Personal information
- Full name: Artem Ivanovych Kychak
- Date of birth: 16 May 1989 (age 36)
- Place of birth: Vinnytsia, Soviet Union (now Ukraine)
- Height: 1.98 m (6 ft 6 in)
- Position: Goalkeeper

Team information
- Current team: Bukovyna Chernivtsi (GK coach)

Youth career
- 2001–2003: Nyva-Svitanok Vinnytsia
- 2003–2006: Dynamo Kyiv

Senior career*
- Years: Team / Apps / (Gls)
- 2006–2013: Dynamo Kyiv / 1 / (0)
- 2006–2008: → Dynamo-3 Kyiv / 24 / (0)
- 2007–2011: → Dynamo-2 Kyiv / 55 / (0)
- 2013–2017: Volyn Lutsk / 39 / (0)
- 2017–2018: Olimpik Donetsk / 8 / (0)
- 2018–2019: MTK Budapest / 25 / (0)
- 2019–2021: Olimpik Donetsk / 22 / (0)
- 2021–2022: Veres Rivne / 1 / (0)
- 2022–2025: Obolon Kyiv / 13 / (0)
- Total:  / 188 / (0)

International career^{‡}
- 2004: Ukraine U15 / 1 / (0)
- 2004–2005: Ukraine U16 / 11 / (0)
- 2005–2006: Ukraine U17 / 10 / (0)
- 2006–2007: Ukraine U18 / 6 / (0)
- 2007–2008: Ukraine U19 / 12 / (0)

Managerial career
- 2025–: Bukovyna Chernivtsi (GK coach)

= Artem Kychak =

Ukrainian footballer

Artem Ivanovych Kychak (Артем Іванович Кичак; born 16 May 1989) is a Ukrainian retired professional footballer who works as a goalkeeper coach for Bukovyna Chernivtsi.

==Career==
Kychak's first professional club was Dynamo Kyiv, but didn't play any match for the main team.

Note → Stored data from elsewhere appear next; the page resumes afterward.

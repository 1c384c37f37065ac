// Copyright 2025 Vivian Voss. Licensed under the Apache License, Version 2.0.
// SPDX-License-Identifier: Apache-2.0

//! AppFs - crash-safe, page-mappable flash filesystem.
//!
//! AppFs stores files as chains of fixed-size pages over a raw flash
//! partition, tracked by a small ping-pong pair of metadata slots so that a
//! power cut during a metadata update can never leave the filesystem in an
//! inconsistent state: the previous slot stays authoritative until the new
//! one's header, with its checksum, is the last thing written.
//!
//! ## Quick Start
//!
//! ```rust
//! use appfs::{AppFs, MemFlash};
//!
//! let flash = MemFlash::new(1024 * 1024);
//! let (fs, _outcome) = AppFs::new(flash).unwrap();
//! let handle = fs.create(b"hello.txt", 5).unwrap();
//! fs.write(handle, 0, b"hello").unwrap();
//! assert_eq!(fs.read(handle, 0, 5).unwrap(), b"hello");
//! ```
//!
//! ## Architecture
//!
//! - **format**: on-flash byte layout of the header and page descriptors,
//!   and the CRC-32 codec that binds them together.
//! - **flash**: the [`Flash`] trait AppFs is built against, plus
//!   [`FileFlash`] and [`MemFlash`], the two hosted implementations.
//! - **slot**: locates the authoritative metadata slot at mount time and
//!   drives the atomic two-slot commit protocol.
//! - **alloc**: the file directory — lookup, enumeration, delete, create.
//! - **fileio**: translates `(handle, offset, length)` into page chains for
//!   read, write, erase, and mmap.
//! - **fs**: [`AppFs`], the public, thread-safe entry point tying the above
//!   together.

pub mod alloc;
pub mod error;
pub mod fileio;
pub mod flash;
pub mod format;
pub mod fs;
pub mod slot;

pub use alloc::{Entry, Handle};
pub use error::{AppFsError, AppFsResult};
pub use flash::{Flash, FileFlash, MappedRegion, MemFlash};
pub use format::PAGE_SIZE;
pub use fs::{AppFs, MAX_HANDLE};
pub use slot::InitOutcome;
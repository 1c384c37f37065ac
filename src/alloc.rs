// Copyright 2025 Vivian Voss. Licensed under the Apache License, Version 2.0.
// SPDX-License-Identifier: Apache-2.0

//! Allocator & directory: name lookup, enumeration, delete, and create over
//! the active descriptor array.
//!
//! A handle is the 1-based slot index of a file's first page — the same
//! number stored in `next` fields and used to compute a data page's
//! physical offset (`handle * PAGE_SIZE`, since slot 0 of the metadata
//! array is the header, not a data page).

use crate::error::{AppFsError, AppFsResult};
use crate::format::{PageDescriptor, MAX_PAGES, USED_DATA, USED_FREE};

/// A file handle: the 1-based descriptor-slot index of its first page.
pub type Handle = u8;

fn descriptor_index(handle: Handle) -> AppFsResult<usize> {
    if handle == 0 || handle as usize > MAX_PAGES {
        return Err(AppFsError::NotFound {
            what: format!("handle {}", handle),
        });
    }
    Ok(handle as usize - 1)
}

/// `true` if `handle` currently resolves to a live file (its own first
/// page, carrying a name).
pub fn is_valid_handle(descriptors: &[PageDescriptor], handle: Handle) -> bool {
    match descriptor_index(handle) {
        Ok(idx) => {
            let d = &descriptors[idx];
            d.used == USED_DATA && d.name.is_some()
        }
        Err(_) => false,
    }
}

/// Find the handle of the first page of the file named `name`, scanning
/// ascending slot order. `name` is compared byte-for-byte, matching
/// invariant 5's byte-equal uniqueness requirement.
pub fn first_page_of(descriptors: &[PageDescriptor], name: &[u8]) -> Option<Handle> {
    for (idx, d) in descriptors.iter().enumerate() {
        if d.used == USED_DATA && d.name.as_deref() == Some(name) {
            return Some((idx + 1) as Handle);
        }
    }
    None
}

/// One directory entry as seen by enumeration.
pub struct Entry {
    pub handle: Handle,
    pub name: Vec<u8>,
    pub size: u32,
}

/// All files, in ascending handle order.
pub fn entries(descriptors: &[PageDescriptor]) -> Vec<Entry> {
    descriptors
        .iter()
        .enumerate()
        .filter_map(|(idx, d)| {
            if d.used == USED_DATA {
                d.name.as_ref().map(|name| Entry {
                    handle: (idx + 1) as Handle,
                    name: name.clone(),
                    size: d.size,
                })
            } else {
                None
            }
        })
        .collect()
}

/// The first handle strictly greater than `after` that names a file, or
/// `None` if there isn't one.
pub fn next_entry(descriptors: &[PageDescriptor], after: Handle) -> Option<Handle> {
    ((after as usize + 1)..=MAX_PAGES).find_map(|idx| {
        let d = &descriptors[idx - 1];
        if d.used == USED_DATA && d.name.is_some() {
            Some(idx as Handle)
        } else {
            None
        }
    })
}

/// `entry_info` for a handle: name and recorded size.
pub fn entry_info(descriptors: &[PageDescriptor], handle: Handle) -> AppFsResult<(Vec<u8>, u32)> {
    if !is_valid_handle(descriptors, handle) {
        return Err(AppFsError::NotFound {
            what: format!("handle {}", handle),
        });
    }
    let idx = descriptor_index(handle)?;
    let d = &descriptors[idx];
    Ok((d.name.clone().unwrap(), d.size))
}

/// Clear every descriptor belonging to `name`'s chain in `descriptors`
/// (working buffer), turning them into blank/free entries. A no-op if the
/// name doesn't exist. Does not commit.
pub fn delete_into(descriptors: &mut [PageDescriptor], name: &[u8]) {
    let Some(first) = first_page_of(descriptors, name) else {
        return;
    };
    let mut cur = first;
    loop {
        let idx = cur as usize - 1;
        let next = descriptors[idx].next;
        descriptors[idx] = PageDescriptor::free();
        if next == 0 {
            break;
        }
        cur = next;
    }
}

/// Allocate and link `need` pages for a new file named `name` of `size`
/// bytes into `descriptors` (working buffer). Any existing file of the
/// same name is deleted first, in the same working buffer, so that
/// replacing a file with an equal-or-smaller one always succeeds even when
/// the old file occupied most of the partition. Returns the new file's
/// handle. Does not commit.
pub fn create_into(
    descriptors: &mut [PageDescriptor],
    name: &[u8],
    size: u32,
) -> AppFsResult<Handle> {
    delete_into(descriptors, name);
    let need = (size as usize).div_ceil(crate::format::PAGE_SIZE as usize).max(1);

    let free: Vec<usize> = descriptors
        .iter()
        .enumerate()
        .filter(|(_, d)| d.used == USED_FREE)
        .map(|(idx, _)| idx)
        .take(need)
        .collect();

    if free.len() < need {
        return Err(AppFsError::NoSpace {
            need: need as u32,
            free: descriptors.iter().filter(|d| d.used == USED_FREE).count() as u32,
        });
    }

    for (i, &idx) in free.iter().enumerate() {
        let next = if i + 1 < free.len() {
            (free[i + 1] + 1) as u8
        } else {
            0
        };
        descriptors[idx] = PageDescriptor {
            name: if i == 0 { Some(name.to_vec()) } else { None },
            size: if i == 0 { size } else { 0xFFFF_FFFF },
            next,
            used: USED_DATA,
        };
    }

    Ok((free[0] + 1) as Handle)
}

/// Free space, in bytes, across the active descriptor array.
pub fn free_space(descriptors: &[PageDescriptor]) -> u32 {
    descriptors.iter().filter(|d| d.used == USED_FREE).count() as u32 * crate::format::PAGE_SIZE
}

/// Space currently occupied by file data, in bytes (`used == DATA` pages).
/// The complement of [`free_space`] among the legal (non-illegal) pages.
pub fn used_space(descriptors: &[PageDescriptor]) -> u32 {
    descriptors.iter().filter(|d| d.used == USED_DATA).count() as u32 * crate::format::PAGE_SIZE
}

#[cfg(test)]
mod tests {
    use super::*;
    use crate::format::PAGE_SIZE;

    fn blank_descriptors() -> Vec<PageDescriptor> {
        (0..MAX_PAGES).map(|_| PageDescriptor::free()).collect()
    }

    #[test]
    fn test_create_single_page_file() {
        let mut descriptors = blank_descriptors();
        let handle = create_into(&mut descriptors, b"hello", 100).unwrap();
        assert_eq!(handle, 1);
        assert!(is_valid_handle(&descriptors, 1));
        let (name, size) = entry_info(&descriptors, 1).unwrap();
        assert_eq!(name, b"hello".to_vec());
        assert_eq!(size, 100);
        assert_eq!(descriptors[0].next, 0);
    }

    #[test]
    fn test_create_multi_page_file_links_chain() {
        let mut descriptors = blank_descriptors();
        let size = PAGE_SIZE * 3 + 1;
        let handle = create_into(&mut descriptors, b"big", size).unwrap();
        assert_eq!(handle, 1);
        assert_eq!(descriptors[0].next, 2);
        assert_eq!(descriptors[1].next, 3);
        assert_eq!(descriptors[2].next, 4);
        assert_eq!(descriptors[3].next, 0);
    }

    #[test]
    fn test_create_fails_when_out_of_space() {
        let mut descriptors = blank_descriptors();
        for (idx, d) in descriptors.iter_mut().enumerate() {
            if idx > 0 {
                *d = PageDescriptor::illegal();
            }
        }
        let err = create_into(&mut descriptors, b"too-big", PAGE_SIZE * 2).unwrap_err();
        assert!(matches!(err, AppFsError::NoSpace { need: 2, free: 1 }));
    }

    #[test]
    fn test_delete_frees_whole_chain() {
        let mut descriptors = blank_descriptors();
        create_into(&mut descriptors, b"a", PAGE_SIZE * 2).unwrap();
        delete_into(&mut descriptors, b"a");
        assert!(first_page_of(&descriptors, b"a").is_none());
        assert_eq!(free_space(&descriptors), PAGE_SIZE * MAX_PAGES as u32);
    }

    #[test]
    fn test_delete_missing_is_noop() {
        let mut descriptors = blank_descriptors();
        delete_into(&mut descriptors, b"nope");
        assert_eq!(free_space(&descriptors), PAGE_SIZE * MAX_PAGES as u32);
    }

    #[test]
    fn test_entries_and_next_entry_ascending() {
        let mut descriptors = blank_descriptors();
        create_into(&mut descriptors, b"a", 10).unwrap();
        create_into(&mut descriptors, b"b", 10).unwrap();
        let entries = entries(&descriptors);
        assert_eq!(entries.len(), 2);
        assert_eq!(entries[0].name, b"a".to_vec());
        assert_eq!(entries[1].name, b"b".to_vec());
        assert_eq!(next_entry(&descriptors, 0), Some(1));
        assert_eq!(next_entry(&descriptors, 1), Some(2));
        assert_eq!(next_entry(&descriptors, 2), None);
    }

    #[test]
    fn test_first_page_of_non_utf8_name_round_trips() {
        let mut descriptors = blank_descriptors();
        let raw: &[u8] = &[0x80, 0xFE, 0x2f, 0x00 + 1];
        create_into(&mut descriptors, raw, 10).unwrap();
        assert_eq!(first_page_of(&descriptors, raw), Some(1));
        let (name, _) = entry_info(&descriptors, 1).unwrap();
        assert_eq!(name, raw.to_vec());
    }
}
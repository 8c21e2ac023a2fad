//! Test Helper Utilities
//!
//! Shared setup for cmig-migrate integration tests

#![allow(dead_code)]

use cmig_migrate::db::init_database_pool;
use cmig_migrate::identity::{ActorCache, ActorResolver};
use cmig_migrate::source::{load_source_records, SourceLoad, StaticSource};
use cmig_migrate::utils::RetryPolicy;
use cmig_migrate::{CheckpointStore, MigrationOrchestrator, OrchestratorOptions};
use serde_json::{json, Value};
use sqlx::SqlitePool;
use std::path::{Path, PathBuf};
use std::time::Duration;
use tempfile::TempDir;

/// Profile id every test actor resolves to
pub const SALES_PROFILE: &str = "profile-sales-1";

/// File-backed target database in a temp dir
///
/// Returns (TempDir, SqlitePool) - TempDir must be kept alive for duration of test
pub async fn create_test_db() -> (TempDir, SqlitePool) {
    let dir = TempDir::new().unwrap();
    let pool = init_database_pool(&dir.path().join("target.db")).await.unwrap();
    (dir, pool)
}

/// Source document for one case
///
/// `index` spreads creation times so the source order is predictable.
pub fn case_doc(id: &str, customer: &str, index: u32) -> Value {
    json!({
        "id": id,
        "customerId": customer,
        "customerName": format!("Customer {customer}"),
        "lineUserId": "U-sales-1",
        "unit": "Solar",
        "status": "contacted",
        "type": "call",
        "summary": format!("Call {id}"),
        "transcript": [
            {"speaker": "sales", "text": "Hello", "start": 0.0, "end": 1.5}
        ],
        "createdAt": format!("2025-11-01T{:02}:{:02}:00Z", index / 60 % 24, index % 60),
    })
}

/// Source document with an analysis attached
pub fn case_doc_with_analysis(id: &str, customer: &str, index: u32) -> Value {
    let mut doc = case_doc(id, customer, index);
    doc["analysis"] = json!({
        "decisionMaker": "yes",
        "overallScore": 72.5,
        "summary": "Interested",
        "metrics": {"score": 3},
        "pain": {"score": 4, "notes": "bill too high"}
    });
    doc
}

/// `count` documents spread over `accounts` customers
pub fn case_docs(count: u32, accounts: u32) -> Vec<Value> {
    (0..count)
        .map(|i| {
            let id = format!("S{i:04}");
            let customer = format!("202511-{:04}", i % accounts);
            if i % 2 == 0 {
                case_doc_with_analysis(&id, &customer, i)
            } else {
                case_doc(&id, &customer, i)
            }
        })
        .collect()
}

pub async fn source(docs: Vec<Value>) -> SourceLoad {
    load_source_records(&StaticSource::new(docs)).await.unwrap()
}

/// Resolver that knows the single test actor
pub fn resolver() -> ActorResolver {
    ActorResolver::with_cache_only(ActorCache::from_pairs([("U-sales-1", SALES_PROFILE)]))
}

/// Small batches, no delays, single-attempt writes
pub fn test_options(state_dir: &Path) -> OrchestratorOptions {
    OrchestratorOptions {
        batch_size: 10,
        batch_delay: Duration::ZERO,
        dry_run: false,
        sample_size: 50,
        retry: RetryPolicy::new(1, Duration::ZERO),
        report_path: Some(state_dir.join("migration-report.json")),
    }
}

pub fn checkpoint_path(state_dir: &Path) -> PathBuf {
    state_dir.join("checkpoint.json")
}

pub async fn orchestrator(
    pool: &SqlitePool,
    state_dir: &Path,
    docs: Vec<Value>,
    options: OrchestratorOptions,
) -> MigrationOrchestrator {
    let store = if options.dry_run {
        CheckpointStore::memory_only(checkpoint_path(state_dir))
    } else {
        CheckpointStore::new(checkpoint_path(state_dir))
    };
    MigrationOrchestrator::new(pool.clone(), options, source(docs).await, resolver(), store, "test-operator")
}

pub async fn count_rows(pool: &SqlitePool, table: &str) -> i64 {
    sqlx::query_scalar(&format!("SELECT COUNT(*) FROM {table}"))
        .fetch_one(pool)
        .await
        .unwrap()
}
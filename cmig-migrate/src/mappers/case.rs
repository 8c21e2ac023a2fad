use super::tables::{normalize_unit, round_to_i64, translate_record_type, translate_status};
use super::MapContext;
use crate::identity::canonical_id_of;
use crate::models::ids::{case_id_for, case_number_for};
use crate::models::{SourceCaseRecord, TargetCase};
use uuid::Uuid;

/// Build the case row for a source record under its parent account
///
/// Returns `None` when the record has no customer identifier (it can never
/// have a parent account).
pub fn map_case(record: &SourceCaseRecord, account_id: Uuid, ctx: &MapContext) -> Option<TargetCase> {
    canonical_id_of(record)?;

    let created_at = record
        .created_at
        .or(record.updated_at)
        .unwrap_or(ctx.migrated_at);

    Some(TargetCase {
        id: case_id_for(&record.source_id),
        case_number: case_number_for(&record.source_id),
        account_id,
        status: translate_status(record.status.as_deref()),
        record_type: translate_record_type(record.record_type.as_deref()),
        unit: normalize_unit(record.unit.as_deref()),
        transcript: record.transcript.clone(),
        summary: record.summary.clone(),
        audio_url: record.audio.as_ref().map(|a| a.uri.clone()),
        duration_seconds: record
            .audio
            .as_ref()
            .and_then(|a| a.duration_seconds)
            .filter(|d| *d >= 0.0)
            .and_then(round_to_i64),
        owner_id: ctx.owner_id.clone(),
        source_id: record.source_id.clone(),
        created_at,
        updated_at: record.updated_at.unwrap_or(created_at),
    })
}
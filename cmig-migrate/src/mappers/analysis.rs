use super::tables::{round_to_i64, translate_decision_maker};
use super::MapContext;
use crate::models::ids::analysis_id_for;
use crate::models::{SourceCaseRecord, TargetAnalysis};
use serde_json::Value;
use uuid::Uuid;

/// Build the analysis row for a case
///
/// Returns `None` when the record carries no usable analysis payload.
pub fn map_analysis(
    record: &SourceCaseRecord,
    case_id: Uuid,
    account_id: Uuid,
    ctx: &MapContext,
) -> Option<TargetAnalysis> {
    let payload = record.analysis.as_ref().filter(|a| a.is_usable())?;

    Some(TargetAnalysis {
        id: analysis_id_for(&record.source_id),
        case_id,
        account_id,
        decision_maker: translate_decision_maker(payload.decision_maker.as_deref()),
        overall_score: payload.overall_score.and_then(round_to_i64),
        summary: payload.summary.clone(),
        payload: Value::Object(payload.stages.clone()),
        source_id: record.source_id.clone(),
        created_at: record
            .updated_at
            .or(record.created_at)
            .unwrap_or(ctx.migrated_at),
    })
}

#[cfg(test)]
mod tests {
    use super::*;
    use crate::models::{AnalysisPayload, DecisionMaker};
    use chrono::Utc;
    use serde_json::json;

    fn payload(stages: Value) -> AnalysisPayload {
        AnalysisPayload {
            stages: stages.as_object().cloned().unwrap_or_default(),
            decision_maker: Some("yes".into()),
            overall_score: Some(72.5),
            summary: None,
        }
    }

    #[test]
    fn test_analysis_carries_stages_verbatim() {
        let mut record = SourceCaseRecord::new("A1");
        let stages = json!({"metrics": {"score": 3, "notes": ["a", "b"]}, "champion": null});
        record.analysis = Some(payload(stages.clone()));

        let ctx = MapContext::new("p", Utc::now());
        let analysis = map_analysis(&record, Uuid::new_v4(), Uuid::new_v4(), &ctx).unwrap();
        assert_eq!(analysis.payload, stages);
        assert_eq!(analysis.decision_maker, DecisionMaker::Yes);
        assert_eq!(analysis.overall_score, Some(73));
    }

    #[test]
    fn test_no_payload_no_analysis() {
        let record = SourceCaseRecord::new("A1");
        let ctx = MapContext::new("p", Utc::now());
        assert!(map_analysis(&record, Uuid::new_v4(), Uuid::new_v4(), &ctx).is_none());
    }

    #[test]
    fn test_empty_payload_no_analysis() {
        let mut record = SourceCaseRecord::new("A1");
        record.analysis = Some(AnalysisPayload {
            stages: Default::default(),
            decision_maker: Some("yes".into()),
            overall_score: None,
            summary: None,
        });
        let ctx = MapContext::new("p", Utc::now());
        assert!(map_analysis(&record, Uuid::new_v4(), Uuid::new_v4(), &ctx).is_none());
    }
}
//! # CMIG Common Library
//!
//! Shared code for the case migration tooling:
//! - Error type shared by every crate in the workspace
//! - Layered configuration (defaults → TOML → environment)
//! - Logging initialisation
//! - Crash-safe JSON artifact persistence (checkpoints, manifests, progress)

pub mod artifact;
pub mod config;
pub mod error;
pub mod logging;

pub use error::{Error, Result};
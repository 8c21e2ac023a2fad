//! Deterministic target identifiers
//!
//! Target ids are UUIDv5 values over the natural key. A re-run, a resumed run
//! and the blob manifest builder all compute the same id for the same source
//! data without consulting the target store.

use uuid::Uuid;

/// Namespace for all migration-generated ids
const MIGRATION_NAMESPACE: Uuid = Uuid::from_u128(0x6f1c_2b7e_94d3_4a51_8e0f_3c2d_71a9_b5e4);

/// Prefix marking case numbers created by the migration
pub const CASE_NUMBER_PREFIX: &str = "MIG-";

pub fn account_id_for(customer_number: &str) -> Uuid {
    Uuid::new_v5(&MIGRATION_NAMESPACE, format!("account:{customer_number}").as_bytes())
}

pub fn case_id_for(source_id: &str) -> Uuid {
    Uuid::new_v5(&MIGRATION_NAMESPACE, format!("case:{source_id}").as_bytes())
}

pub fn analysis_id_for(source_id: &str) -> Uuid {
    Uuid::new_v5(&MIGRATION_NAMESPACE, format!("analysis:{source_id}").as_bytes())
}

/// Case number preserving the original source id
pub fn case_number_for(source_id: &str) -> String {
    format!("{CASE_NUMBER_PREFIX}{source_id}")
}
//! Analyses phase: one analysis per case whose source carried one

use super::statistics::PhaseProgress;
use super::work::remaining_work;
use super::MigrationOrchestrator;
use crate::db::analyses::{analysis_exists, insert_analysis_if_absent};
use crate::db::cases::{find_case_link, CaseLink};
use crate::error::MigrationResult;
use crate::identity::canonical_id_of;
use crate::mappers::{map_analysis, MapContext};
use crate::models::ids::case_number_for;
use crate::models::{Phase, PhaseCounters, RecordErrorKind, SourceCaseRecord, TargetAnalysis};
use crate::utils::with_retry;
use tracing::info;

impl MigrationOrchestrator {
    pub(super) async fn phase_analyses(&mut self) -> MigrationResult<(PhaseProgress, bool)> {
        let work: Vec<SourceCaseRecord> = self
            .records
            .iter()
            .filter(|r| r.has_usable_analysis())
            .cloned()
            .collect();
        let remaining = remaining_work(
            work.as_slice(),
            self.checkpoint.last_processed(Phase::Analyses),
            |record| record.source_id.as_str(),
        );
        if remaining.restarted {
            self.checkpoint.reset_phase(Phase::Analyses);
        }

        info!(
            phase = "analyses",
            total = work.len(),
            resume_from = remaining.start_index,
            "Starting phase"
        );

        let mut progress = PhaseProgress::new(Phase::Analyses, work.len(), remaining.start_index);
        let batches: Vec<_> = remaining.items.chunks(self.options.batch_size.max(1)).collect();
        let batch_count = batches.len();

        for (index, batch) in batches.into_iter().enumerate() {
            let mut counters = PhaseCounters::default();
            for record in batch {
                self.migrate_analysis(record, &mut counters).await;
            }
            if let Some(last) = batch.last() {
                self.finish_batch(
                    Phase::Analyses,
                    &last.source_id,
                    &counters,
                    &mut progress,
                    index + 1 < batch_count,
                )
                .await?;
            }
        }

        let complete = self.checkpoint.counters(Phase::Analyses).failed == 0;
        Ok((progress, complete))
    }

    async fn migrate_analysis(&mut self, record: &SourceCaseRecord, counters: &mut PhaseCounters) {
        counters.processed += 1;

        if canonical_id_of(record).is_none() {
            self.record_skip(Phase::Analyses, &record.source_id, "no customer identifier", counters);
            return;
        }

        let link = match self.case_link(&case_number_for(&record.source_id)).await {
            Ok(Some(link)) => link,
            Ok(None) => {
                self.record_failure(
                    Phase::Analyses,
                    &record.source_id,
                    RecordErrorKind::Integrity,
                    "case was not migrated".to_string(),
                    counters,
                );
                return;
            }
            Err(e) => {
                self.tally(Phase::Analyses, &record.source_id, Err(e), counters);
                return;
            }
        };

        let ctx = MapContext::new(String::new(), self.migrated_at);
        let Some(analysis) = map_analysis(record, link.id, link.account_id, &ctx) else {
            self.record_skip(Phase::Analyses, &record.source_id, "analysis is empty", counters);
            return;
        };

        let outcome = if self.options.dry_run {
            self.plan_analysis(&analysis).await
        } else {
            with_retry(
                "insert_analysis",
                &self.options.retry,
                cmig_common::Error::is_transient,
                || insert_analysis_if_absent(&self.pool, &analysis),
            )
            .await
        };

        self.tally(Phase::Analyses, &record.source_id, outcome, counters);
    }

    /// Parent case, including ones only planned by a dry run
    async fn case_link(&self, case_number: &str) -> cmig_common::Result<Option<CaseLink>> {
        if let Some(link) = self.plan.cases.get(case_number) {
            return Ok(Some(*link));
        }
        with_retry(
            "find_case",
            &self.options.retry,
            cmig_common::Error::is_transient,
            || find_case_link(&self.pool, case_number),
        )
        .await
    }

    async fn plan_analysis(&mut self, analysis: &TargetAnalysis) -> cmig_common::Result<bool> {
        if self.plan.analyses.contains(&analysis.case_id) {
            return Ok(false);
        }

        let exists = with_retry(
            "find_analysis",
            &self.options.retry,
            cmig_common::Error::is_transient,
            || analysis_exists(&self.pool, analysis.case_id),
        )
        .await?;

        self.plan.analyses.insert(analysis.case_id);
        Ok(!exists)
    }
}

In 2010, he was close for signing a contract with Metalurh Zaporizhzhia in the Ukrainian Premier League, but the deal was called off.

==International career==
He was called up to Ukraine national under-21 football team for some matches during 2009, but not selected for game.